(REQUIREMENT):
Exactly the lines from the top of the records below through the one containing "de la arena." must be set down, with no line added or dropped.

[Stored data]
- Opening Delimiter -

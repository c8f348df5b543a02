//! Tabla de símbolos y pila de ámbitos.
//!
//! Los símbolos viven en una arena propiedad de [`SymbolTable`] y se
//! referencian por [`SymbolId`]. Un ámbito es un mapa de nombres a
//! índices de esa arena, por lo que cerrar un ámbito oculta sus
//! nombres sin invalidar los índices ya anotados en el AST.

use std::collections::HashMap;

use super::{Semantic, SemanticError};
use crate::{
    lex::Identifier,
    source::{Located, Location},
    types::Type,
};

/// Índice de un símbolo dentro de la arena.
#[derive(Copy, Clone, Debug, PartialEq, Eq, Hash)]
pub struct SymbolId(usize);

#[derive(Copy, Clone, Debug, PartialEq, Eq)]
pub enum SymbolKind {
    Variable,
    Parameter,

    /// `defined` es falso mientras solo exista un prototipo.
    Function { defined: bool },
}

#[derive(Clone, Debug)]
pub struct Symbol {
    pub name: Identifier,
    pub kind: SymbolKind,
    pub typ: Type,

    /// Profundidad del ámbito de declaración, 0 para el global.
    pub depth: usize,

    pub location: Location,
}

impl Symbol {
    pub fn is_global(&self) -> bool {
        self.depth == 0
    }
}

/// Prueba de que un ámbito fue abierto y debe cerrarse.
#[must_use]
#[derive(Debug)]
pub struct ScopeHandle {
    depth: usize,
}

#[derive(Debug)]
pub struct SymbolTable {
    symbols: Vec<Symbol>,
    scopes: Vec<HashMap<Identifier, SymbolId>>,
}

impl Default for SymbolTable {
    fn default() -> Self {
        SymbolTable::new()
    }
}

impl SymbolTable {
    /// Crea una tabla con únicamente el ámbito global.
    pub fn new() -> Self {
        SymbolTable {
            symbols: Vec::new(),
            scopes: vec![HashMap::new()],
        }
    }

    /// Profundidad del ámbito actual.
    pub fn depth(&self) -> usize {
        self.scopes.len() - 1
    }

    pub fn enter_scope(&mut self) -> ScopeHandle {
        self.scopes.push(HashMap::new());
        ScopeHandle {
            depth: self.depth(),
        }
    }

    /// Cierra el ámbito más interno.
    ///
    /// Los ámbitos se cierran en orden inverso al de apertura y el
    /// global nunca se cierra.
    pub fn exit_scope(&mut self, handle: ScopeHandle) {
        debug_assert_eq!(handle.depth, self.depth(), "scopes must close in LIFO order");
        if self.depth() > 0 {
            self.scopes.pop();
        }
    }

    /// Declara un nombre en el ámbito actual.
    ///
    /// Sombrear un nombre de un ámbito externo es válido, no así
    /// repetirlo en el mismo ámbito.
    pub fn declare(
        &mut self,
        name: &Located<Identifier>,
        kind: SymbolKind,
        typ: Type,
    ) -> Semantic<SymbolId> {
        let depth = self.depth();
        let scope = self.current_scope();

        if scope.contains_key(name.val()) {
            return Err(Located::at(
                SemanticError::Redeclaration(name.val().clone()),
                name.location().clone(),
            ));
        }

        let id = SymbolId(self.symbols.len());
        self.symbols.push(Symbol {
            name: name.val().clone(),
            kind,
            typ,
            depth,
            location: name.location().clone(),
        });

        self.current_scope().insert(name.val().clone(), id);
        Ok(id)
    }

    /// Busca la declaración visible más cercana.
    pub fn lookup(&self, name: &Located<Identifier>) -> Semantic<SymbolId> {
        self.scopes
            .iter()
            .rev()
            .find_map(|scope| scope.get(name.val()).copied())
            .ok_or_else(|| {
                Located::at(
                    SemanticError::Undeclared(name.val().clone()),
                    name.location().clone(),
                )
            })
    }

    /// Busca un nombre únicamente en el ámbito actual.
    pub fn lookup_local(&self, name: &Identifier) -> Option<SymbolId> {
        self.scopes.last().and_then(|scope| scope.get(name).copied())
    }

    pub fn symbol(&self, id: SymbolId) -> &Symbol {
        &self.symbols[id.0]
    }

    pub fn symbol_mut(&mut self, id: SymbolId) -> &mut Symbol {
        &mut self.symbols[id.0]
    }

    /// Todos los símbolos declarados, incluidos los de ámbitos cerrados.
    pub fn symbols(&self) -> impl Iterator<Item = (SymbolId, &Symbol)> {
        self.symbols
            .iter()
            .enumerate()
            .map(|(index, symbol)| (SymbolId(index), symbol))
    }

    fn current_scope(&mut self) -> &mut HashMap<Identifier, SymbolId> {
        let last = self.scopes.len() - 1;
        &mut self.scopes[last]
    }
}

- Closing Delimiter -

(THE COMPLETED TASK):
repository c8f348df5b543a02
//! Tabla de símbolos y pila de ámbitos.
//!
//! Los símbolos viven en una arena propiedad de [`SymbolTable`] y se
//! referencian por [`SymbolId`]. Un ámbito es un mapa de nombres a
//! índices de esa arena, por lo que cerrar un ámbito oculta sus
//! nombres sin invalidar los índices ya anotados en el AST.

use std::collections::HashMap;

use super::{Semantic, SemanticError};
use crate::{
    lex::Identifier,
    source::{Located, Location},
    types::Type,
};

/// Índice de un símbolo dentro de la arena.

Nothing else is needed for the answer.